*** Entries provided ***
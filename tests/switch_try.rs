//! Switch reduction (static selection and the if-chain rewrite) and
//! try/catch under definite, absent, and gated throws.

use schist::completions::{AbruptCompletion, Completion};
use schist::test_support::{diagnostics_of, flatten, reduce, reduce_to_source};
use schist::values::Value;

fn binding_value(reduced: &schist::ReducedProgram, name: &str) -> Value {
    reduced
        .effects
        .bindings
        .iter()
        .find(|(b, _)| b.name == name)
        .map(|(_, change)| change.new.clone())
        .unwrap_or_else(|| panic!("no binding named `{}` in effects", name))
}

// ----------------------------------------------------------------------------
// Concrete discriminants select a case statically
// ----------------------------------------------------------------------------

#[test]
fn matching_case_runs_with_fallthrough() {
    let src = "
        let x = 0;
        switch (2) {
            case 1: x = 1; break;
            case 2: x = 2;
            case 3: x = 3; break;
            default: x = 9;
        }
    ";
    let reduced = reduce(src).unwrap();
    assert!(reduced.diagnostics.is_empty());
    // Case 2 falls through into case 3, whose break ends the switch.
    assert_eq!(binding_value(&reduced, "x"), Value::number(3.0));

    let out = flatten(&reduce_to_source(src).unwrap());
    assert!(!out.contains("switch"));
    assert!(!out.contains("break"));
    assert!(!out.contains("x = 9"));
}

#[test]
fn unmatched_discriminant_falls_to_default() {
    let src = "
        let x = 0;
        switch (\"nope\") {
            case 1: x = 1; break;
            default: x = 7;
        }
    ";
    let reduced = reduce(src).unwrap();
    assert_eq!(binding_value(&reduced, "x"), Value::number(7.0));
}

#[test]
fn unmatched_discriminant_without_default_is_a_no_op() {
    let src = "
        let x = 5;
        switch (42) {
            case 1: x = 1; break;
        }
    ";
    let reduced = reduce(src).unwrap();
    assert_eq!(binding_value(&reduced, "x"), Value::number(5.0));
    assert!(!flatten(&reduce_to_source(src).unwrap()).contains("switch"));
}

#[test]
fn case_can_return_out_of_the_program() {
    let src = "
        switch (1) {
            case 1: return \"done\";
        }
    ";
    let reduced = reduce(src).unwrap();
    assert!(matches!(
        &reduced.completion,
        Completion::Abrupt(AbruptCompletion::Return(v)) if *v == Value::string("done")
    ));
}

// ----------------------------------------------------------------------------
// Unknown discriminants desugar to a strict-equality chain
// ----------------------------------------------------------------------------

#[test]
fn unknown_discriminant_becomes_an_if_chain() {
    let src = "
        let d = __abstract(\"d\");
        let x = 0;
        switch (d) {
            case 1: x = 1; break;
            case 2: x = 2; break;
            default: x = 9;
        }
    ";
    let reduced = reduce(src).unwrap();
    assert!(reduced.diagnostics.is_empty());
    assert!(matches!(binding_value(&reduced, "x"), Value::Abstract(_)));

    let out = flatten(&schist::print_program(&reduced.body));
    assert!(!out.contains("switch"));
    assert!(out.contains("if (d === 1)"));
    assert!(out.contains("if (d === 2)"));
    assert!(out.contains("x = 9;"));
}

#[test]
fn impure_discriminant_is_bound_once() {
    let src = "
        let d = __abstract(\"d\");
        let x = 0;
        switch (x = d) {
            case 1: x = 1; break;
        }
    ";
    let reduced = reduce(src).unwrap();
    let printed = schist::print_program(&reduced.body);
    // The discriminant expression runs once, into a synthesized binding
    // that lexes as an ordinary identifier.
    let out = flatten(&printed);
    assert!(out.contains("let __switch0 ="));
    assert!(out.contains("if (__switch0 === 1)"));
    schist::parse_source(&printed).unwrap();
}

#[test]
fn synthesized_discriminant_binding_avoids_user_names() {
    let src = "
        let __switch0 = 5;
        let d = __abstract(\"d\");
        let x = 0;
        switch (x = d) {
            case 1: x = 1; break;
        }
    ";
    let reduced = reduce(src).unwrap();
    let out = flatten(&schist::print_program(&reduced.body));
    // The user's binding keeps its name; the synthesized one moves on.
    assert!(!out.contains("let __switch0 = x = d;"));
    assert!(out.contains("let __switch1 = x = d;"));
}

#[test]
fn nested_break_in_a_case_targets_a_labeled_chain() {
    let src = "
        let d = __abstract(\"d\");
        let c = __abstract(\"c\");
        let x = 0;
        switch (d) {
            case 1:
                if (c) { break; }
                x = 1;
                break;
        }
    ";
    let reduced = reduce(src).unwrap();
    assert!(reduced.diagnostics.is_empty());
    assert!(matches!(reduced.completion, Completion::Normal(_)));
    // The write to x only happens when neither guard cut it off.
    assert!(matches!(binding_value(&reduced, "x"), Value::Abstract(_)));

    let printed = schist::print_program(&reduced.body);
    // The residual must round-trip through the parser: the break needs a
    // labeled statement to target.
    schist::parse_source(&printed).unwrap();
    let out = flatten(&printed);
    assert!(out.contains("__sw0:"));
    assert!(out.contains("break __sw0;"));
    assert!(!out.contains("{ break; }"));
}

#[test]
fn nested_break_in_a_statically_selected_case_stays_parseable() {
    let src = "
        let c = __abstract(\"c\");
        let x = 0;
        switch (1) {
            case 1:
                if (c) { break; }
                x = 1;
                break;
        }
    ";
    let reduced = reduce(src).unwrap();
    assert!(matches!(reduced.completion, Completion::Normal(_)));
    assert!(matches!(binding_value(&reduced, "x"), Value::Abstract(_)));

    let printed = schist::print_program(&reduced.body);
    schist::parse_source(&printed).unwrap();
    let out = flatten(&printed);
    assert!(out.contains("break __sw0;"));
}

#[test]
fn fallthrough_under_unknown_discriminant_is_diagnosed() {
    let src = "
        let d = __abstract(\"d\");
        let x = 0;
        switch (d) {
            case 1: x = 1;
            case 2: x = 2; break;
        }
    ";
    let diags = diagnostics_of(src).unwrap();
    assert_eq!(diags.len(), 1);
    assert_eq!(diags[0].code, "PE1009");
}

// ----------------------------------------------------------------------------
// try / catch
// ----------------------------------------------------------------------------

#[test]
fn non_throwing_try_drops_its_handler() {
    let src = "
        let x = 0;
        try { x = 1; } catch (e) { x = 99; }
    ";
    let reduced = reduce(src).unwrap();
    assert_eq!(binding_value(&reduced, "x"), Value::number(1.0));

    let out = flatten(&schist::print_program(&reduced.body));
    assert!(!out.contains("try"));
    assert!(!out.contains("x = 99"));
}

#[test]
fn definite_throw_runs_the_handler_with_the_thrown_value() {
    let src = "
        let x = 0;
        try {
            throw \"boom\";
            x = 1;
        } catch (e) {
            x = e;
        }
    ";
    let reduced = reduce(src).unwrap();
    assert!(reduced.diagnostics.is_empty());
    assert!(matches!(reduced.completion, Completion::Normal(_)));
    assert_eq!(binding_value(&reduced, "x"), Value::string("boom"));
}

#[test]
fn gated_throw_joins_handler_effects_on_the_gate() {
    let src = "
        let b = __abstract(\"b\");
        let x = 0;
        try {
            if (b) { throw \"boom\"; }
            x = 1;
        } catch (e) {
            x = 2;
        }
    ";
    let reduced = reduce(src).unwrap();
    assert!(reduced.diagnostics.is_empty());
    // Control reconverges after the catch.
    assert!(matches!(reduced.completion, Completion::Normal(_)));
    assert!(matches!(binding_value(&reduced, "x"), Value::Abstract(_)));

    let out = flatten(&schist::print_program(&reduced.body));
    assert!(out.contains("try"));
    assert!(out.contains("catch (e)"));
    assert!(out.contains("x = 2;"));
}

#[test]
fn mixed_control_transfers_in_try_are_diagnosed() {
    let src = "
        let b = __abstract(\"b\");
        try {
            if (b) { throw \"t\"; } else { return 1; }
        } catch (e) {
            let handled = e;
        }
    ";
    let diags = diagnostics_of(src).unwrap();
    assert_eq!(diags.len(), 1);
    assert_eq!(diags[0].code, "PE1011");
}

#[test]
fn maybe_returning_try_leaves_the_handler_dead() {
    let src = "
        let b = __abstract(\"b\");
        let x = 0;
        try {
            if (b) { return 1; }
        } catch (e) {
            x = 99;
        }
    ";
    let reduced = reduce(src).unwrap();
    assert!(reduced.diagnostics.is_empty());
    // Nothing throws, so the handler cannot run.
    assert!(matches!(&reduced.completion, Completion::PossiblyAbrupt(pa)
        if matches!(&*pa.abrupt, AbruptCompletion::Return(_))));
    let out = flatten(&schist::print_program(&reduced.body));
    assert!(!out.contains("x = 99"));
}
*** End of Entries provided ***
Select from the material above each line in which the string "number" appears, and list those lines.

• Answer:
    assert_eq!(binding_value(&reduced, "x"), Value::number(3.0));
    assert_eq!(binding_value(&reduced, "x"), Value::number(7.0));
    assert_eq!(binding_value(&reduced, "x"), Value::number(5.0));
    assert_eq!(binding_value(&reduced, "x"), Value::number(1.0));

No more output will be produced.